Marcas de luxo apostam em plataformas de compra online para atrair novas gerações, avalia consultora Juliette Longuet

Juliette Longuet

A pandemia frustrou os planos de viagem de quem pretendia ir para o exterior e aproveitar para fazer compras. No entanto, a boa notícia é que o isolamento facilitou e expandiu as vendas online. 

Na primeira semana de novembro, a Gucci lançou em Milão a Vault, uma plataforma de ecommerce da marca concebida para atrair a Geração Z. Reunindo 13 jovens designers, como a estilista Hillary Taymour, da Collina Strada, e a dupla Jordan Bowen e Luca Marchetto, da marca londrina Jordanluca, a loja online é descrita pela Gucci como uma máquina do tempo, uma laboratório, um ponto de encontro, “que evoca um ar de magia, denotando a presença de amor pela beleza, pelos sonhos e pela paixão”. 

A Vault – que poderia ser traduzida livremente como cofre, câmara, ou sala de objetos preciosos – é a aposta da marca para alcançar seus consumidores durante o período pós-pandêmico, em que algumas medidas sanitárias ainda estão em vigor para proteger a população do coronavírus, e os desfiles ensaiam uma volta tímida às principais capitais da moda. 
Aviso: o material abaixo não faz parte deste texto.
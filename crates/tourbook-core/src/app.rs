//! Application context for tourbook front-ends.
//!
//! `AppContext` wires the session, profile cache, router and API client
//! together. It is an ordinary value: build as many as you like, each with
//! its own store, which keeps tests isolated from one another.

use std::sync::Arc;

use anyhow::Result;
use tracing::{debug, error, info};

use crate::api::{ApiClient, ApiError, ErrorKind, RequestPipeline};
use crate::auth::{Principal, PrincipalPatch, PrincipalStore, SessionState};
use crate::config::Config;
use crate::notify::Notifier;
use crate::router::{Location, NavigationError, Navigator, Router, View, LANDING_PATH, LOGIN_PATH};
use crate::storage::KeyValueStore;

pub struct AppContext {
    pub config: Config,
    pub session: SessionState,
    pub principal: PrincipalStore,
    pub router: Arc<Router>,
    pub api: ApiClient,
}

impl AppContext {
    /// Build a context whose pipeline navigates through the context's router.
    pub fn new(config: Config, store: Arc<dyn KeyValueStore>, notifier: Arc<dyn Notifier>) -> Result<Self> {
        let session = SessionState::new(store);
        let router = Arc::new(Router::new(session.clone()));
        let navigator: Arc<dyn Navigator> = router.clone();
        Self::with_navigator(config, session, router, navigator, notifier)
    }

    /// Build a context with a separate navigator for the pipeline's redirects.
    pub fn with_navigator(
        config: Config,
        session: SessionState,
        router: Arc<Router>,
        navigator: Arc<dyn Navigator>,
        notifier: Arc<dyn Notifier>,
    ) -> Result<Self> {
        let pipeline = RequestPipeline::new(&config, session.clone(), navigator, notifier)?;
        Ok(Self {
            config,
            session,
            principal: PrincipalStore::new(),
            router,
            api: ApiClient::new(Arc::new(pipeline)),
        })
    }

    pub fn is_authenticated(&self) -> bool {
        self.session.is_authenticated()
    }

    /// Log in, then go to the landing route.
    pub async fn login(&self, username: &str, password: &str) -> Result<Location, ApiError> {
        self.api.login(username, password).await?;
        Ok(self.navigate(LANDING_PATH).unwrap_or_else(|e| {
            error!(error = %e, "Landing route unavailable after login");
            Location {
                path: LANDING_PATH,
                view: View::Library,
            }
        }))
    }

    /// Refresh the cached profile from the server.
    ///
    /// Returns `None` when there is no session or the fetch failed. Failures
    /// have already been reported by the pipeline; a rejected session also
    /// resets the cached profile.
    pub async fn fetch_user_info(&self) -> Option<Principal> {
        if !self.session.is_authenticated() {
            debug!("No session token, skipping profile fetch");
            return None;
        }

        match self.api.get_user_info().await {
            Ok(data) => {
                let merged = self.principal.merge(PrincipalPatch::from_value(&data));
                info!(user_id = %merged.id, "Profile updated");
                Some(merged)
            }
            Err(e) => {
                error!(error = %e, "Failed to fetch profile");
                if e.kind() == ErrorKind::SessionInvalid || e.kind() == ErrorKind::ClientSideExpired {
                    self.principal.reset();
                }
                None
            }
        }
    }

    /// Drop the session and the cached profile, then go to the login route.
    pub fn logout(&self) {
        self.session.clear_token();
        self.principal.reset();
        self.router.navigate(LOGIN_PATH);
        info!("Logged out");
    }

    pub fn navigate(&self, path: &str) -> Result<Location, NavigationError> {
        self.router.push(path)
    }
}
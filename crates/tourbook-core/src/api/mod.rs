//! REST API access for the tourbook backend.
//!
//! This module provides the `RequestPipeline`, through which every call
//! passes, and the `ApiClient` with one method per backend action.
//!
//! The backend wraps every payload in a `{code, data, message}` envelope and
//! authenticates with the raw session token in the `Authorization` header.

pub mod client;
pub mod envelope;
pub mod error;
pub mod pipeline;

pub use client::ApiClient;
pub use envelope::Envelope;
pub use error::{ApiError, ErrorKind};
pub use pipeline::{ApiRequest, RequestPipeline};
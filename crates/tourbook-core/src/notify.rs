//! User-visible notices raised by the request pipeline.

use std::sync::{Arc, Mutex};
use std::time::Duration;

use tracing::{error, info, warn};

/// How long a notice stays on screen
pub const NOTICE_DURATION: Duration = Duration::from_millis(1500);

#[derive(Debug, Clone, Copy, PartialEq, Eq)]
pub enum NoticeLevel {
    Info,
    Warning,
    Error,
}

#[derive(Debug, Clone, PartialEq, Eq)]
pub struct Notice {
    pub level: NoticeLevel,
    pub message: String,
    pub duration: Duration,
}

impl Notice {
    pub fn error(message: impl Into<String>) -> Self {
        Self {
            level: NoticeLevel::Error,
            message: message.into(),
            duration: NOTICE_DURATION,
        }
    }
}

pub trait Notifier: Send + Sync {
    fn notify(&self, notice: Notice);
}

/// Routes notices into the log.
#[derive(Debug, Default, Clone, Copy)]
pub struct TracingNotifier;

impl Notifier for TracingNotifier {
    fn notify(&self, notice: Notice) {
        match notice.level {
            NoticeLevel::Info => info!(notice = %notice.message),
            NoticeLevel::Warning => warn!(notice = %notice.message),
            NoticeLevel::Error => error!(notice = %notice.message),
        }
    }
}

/// Keeps every notice it receives, in order.
#[derive(Debug, Default, Clone)]
pub struct RecordingNotifier {
    notices: Arc<Mutex<Vec<Notice>>>,
}

impl RecordingNotifier {
    pub fn new() -> Self {
        Self::default()
    }

    pub fn notices(&self) -> Vec<Notice> {
        self.notices.lock().unwrap_or_else(|e| e.into_inner()).clone()
    }

    /// Remove and return everything recorded so far
    pub fn drain(&self) -> Vec<Notice> {
        std::mem::take(&mut *self.notices.lock().unwrap_or_else(|e| e.into_inner()))
    }
}

impl Notifier for RecordingNotifier {
    fn notify(&self, notice: Notice) {
        self.notices
            .lock()
            .unwrap_or_else(|e| e.into_inner())
            .push(notice);
    }
}
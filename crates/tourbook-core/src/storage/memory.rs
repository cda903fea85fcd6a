use std::collections::HashMap;
use std::sync::RwLock;

use super::{KeyValueStore, StorageError};

/// In-process store. Used by tests and by `storage = "memory"`.
#[derive(Debug, Default)]
pub struct MemoryStore {
    entries: RwLock<HashMap<String, String>>,
}

impl MemoryStore {
    pub fn new() -> Self {
        Self::default()
    }

    /// Seed a store with existing entries
    pub fn with_entries<I, K, V>(entries: I) -> Self
    where
        I: IntoIterator<Item = (K, V)>,
        K: Into<String>,
        V: Into<String>,
    {
        let map = entries
            .into_iter()
            .map(|(k, v)| (k.into(), v.into()))
            .collect();
        Self {
            entries: RwLock::new(map),
        }
    }
}

impl KeyValueStore for MemoryStore {
    fn get(&self, key: &str) -> Option<String> {
        let entries = self.entries.read().unwrap_or_else(|e| e.into_inner());
        entries.get(key).cloned()
    }

    fn set(&self, key: &str, value: &str) -> Result<(), StorageError> {
        let mut entries = self.entries.write().unwrap_or_else(|e| e.into_inner());
        entries.insert(key.to_string(), value.to_string());
        Ok(())
    }

    fn remove(&self, key: &str) -> Result<(), StorageError> {
        let mut entries = self.entries.write().unwrap_or_else(|e| e.into_inner());
        entries.remove(key);
        Ok(())
    }
}
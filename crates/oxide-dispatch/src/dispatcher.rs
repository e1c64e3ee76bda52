//! Request dispatch.

use std::sync::Arc;

use serde::{Deserialize, Serialize};
use tracing::{debug, info, trace};

use crate::error::Result;
use crate::registry::RouteRegistry;
use crate::request::{RequestDescriptor, Verb};

/// What happens after the first route matching a request has fired.
#[derive(Debug, Clone, Copy, Default, PartialEq, Eq, Serialize, Deserialize)]
#[serde(rename_all = "kebab-case")]
pub enum DispatchPolicy {
    /// Keep scanning; every matching route fires, in registration order.
    #[default]
    FireAll,
    /// Stop after the first matching route.
    FirstMatch,
}

/// Dispatcher configuration.
#[derive(Debug, Clone, Default, PartialEq, Eq, Serialize, Deserialize)]
#[serde(default, rename_all = "kebab-case")]
pub struct DispatcherConfig {
    /// Match policy.
    pub policy: DispatchPolicy,
}

impl DispatcherConfig {
    /// Creates a configuration with the given policy.
    pub fn with_policy(policy: DispatchPolicy) -> Self {
        Self { policy }
    }

    /// Parses a configuration from JSON. Missing fields take their defaults.
    ///
    /// # Errors
    ///
    /// Returns [`DispatchError::InvalidConfig`](crate::DispatchError::InvalidConfig)
    /// if the input is not a valid configuration.
    pub fn from_json(json: &str) -> Result<Self> {
        Ok(serde_json::from_str(json)?)
    }
}

/// Receives the result of every handler that fires.
///
/// This is the transport's "process into response" step.
pub trait ResultSink<R> {
    /// Processes one handler result.
    fn process(&mut self, result: R);
}

impl<R> ResultSink<R> for Vec<R> {
    fn process(&mut self, result: R) {
        self.push(result);
    }
}

/// Matches requests against a frozen registry and invokes handlers.
///
/// Cloning is cheap; clones share the registry.
pub struct Dispatcher<C, R> {
    registry: Arc<RouteRegistry<C, R>>,
    config: DispatcherConfig,
}

impl<C, R> Clone for Dispatcher<C, R> {
    fn clone(&self) -> Self {
        Self {
            registry: Arc::clone(&self.registry),
            config: self.config.clone(),
        }
    }
}

impl<C, R> Dispatcher<C, R> {
    /// Finalizes `registry` and builds a dispatcher over it.
    pub fn new(mut registry: RouteRegistry<C, R>, config: DispatcherConfig) -> Self {
        registry.finalize();
        info!(
            routes = registry.len(),
            policy = ?config.policy,
            "dispatcher ready"
        );
        Self {
            registry: Arc::new(registry),
            config,
        }
    }

    /// Returns the registry.
    pub fn registry(&self) -> &RouteRegistry<C, R> {
        &self.registry
    }

    /// Returns the configuration.
    pub fn config(&self) -> &DispatcherConfig {
        &self.config
    }

    /// Dispatches one request.
    ///
    /// Routes are tried in registration order. A route fires when its verb
    /// equals the request method (ignoring ASCII case) and its pattern
    /// matches the whole path. Each firing route's result goes to `sink`.
    /// Under [`DispatchPolicy::FireAll`] scanning continues after a match,
    /// so overlapping routes all fire.
    ///
    /// Returns true if at least one route fired.
    pub fn dispatch<S>(&self, req: &RequestDescriptor, context: &C, sink: &mut S) -> bool
    where
        S: ResultSink<R> + ?Sized,
    {
        let mut fired = 0usize;

        for route in self.registry.routes() {
            if !route.verb().matches(&req.method) {
                continue;
            }
            let Some(args) = route.bind(&req.path, &req.query) else {
                continue;
            };

            debug!(
                verb = %route.verb(),
                template = route.pattern().template(),
                path = %req.path,
                "route matched"
            );
            sink.process(route.invoke(&args, context));
            fired += 1;

            if self.config.policy == DispatchPolicy::FirstMatch {
                break;
            }
        }

        if fired == 0 {
            trace!(method = %req.method, path = %req.path, "no route matched");
        } else if fired > 1 {
            debug!(method = %req.method, path = %req.path, fired, "multiple routes fired");
        }
        fired > 0
    }

    /// Returns the verbs of the routes whose pattern matches `path`, in
    /// registration order and without repeats.
    ///
    /// A transport can use this to tell "method not allowed" from "not found"
    /// when [`dispatch`](Self::dispatch) returns false.
    pub fn allowed_verbs(&self, path: &str) -> Vec<Verb> {
        let mut verbs = Vec::new();
        for route in self.registry.routes() {
            if route.pattern().is_match(path) && !verbs.contains(&route.verb()) {
                verbs.push(route.verb());
            }
        }
        verbs
    }
}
A casa italiana não é a única a garantir presença online para driblar a crise gerada pela pandemia. O relatório anual da marketplace de marcas de luxo TheRealReal, revelou que a Louis Vuitton é a mais comprada por clientes na plataforma de ecommerce. O ingresso de membros na loja de revendas também bateu recorde durante a pandemia, com 6 milhões de pessoas em 2021. 

Para a consultora de marcas de luxo e designer Juliette Longuet, os números são um reflexo da tentativa de reinvenção das marcas para atrair consumidores mais jovens e cruzar fronteiras erguidas pela maior crise sanitária do século. A designer que já teve as coleções comercializadas nas principais lojas de luxo em Nova York especializou-se na curadoria de peças de luxo. Ela explica que muitas marcas com pouca presença online, tiveram de se esforçar nos últimos meses para tornar as vendas mais atraentes por meio de redes sociais. 

Outra estratégia, segundo a consultora, foi alterar os formatos de lançamento. “Algumas marcas tiveram de reduzir suas coleções e agora elas não estão mais atreladas a estações específicas. É ver e comprar imediatamente, tudo pode ser usado a qualquer momento”, diz Juliette. Entre as melhores escolhas de lojas com presença online para compras durante a pandemia, a designer recomenda as nova-iorquinas Fivestory e Ulla Johnson, além da 24S, com curadoria de consultores franceses.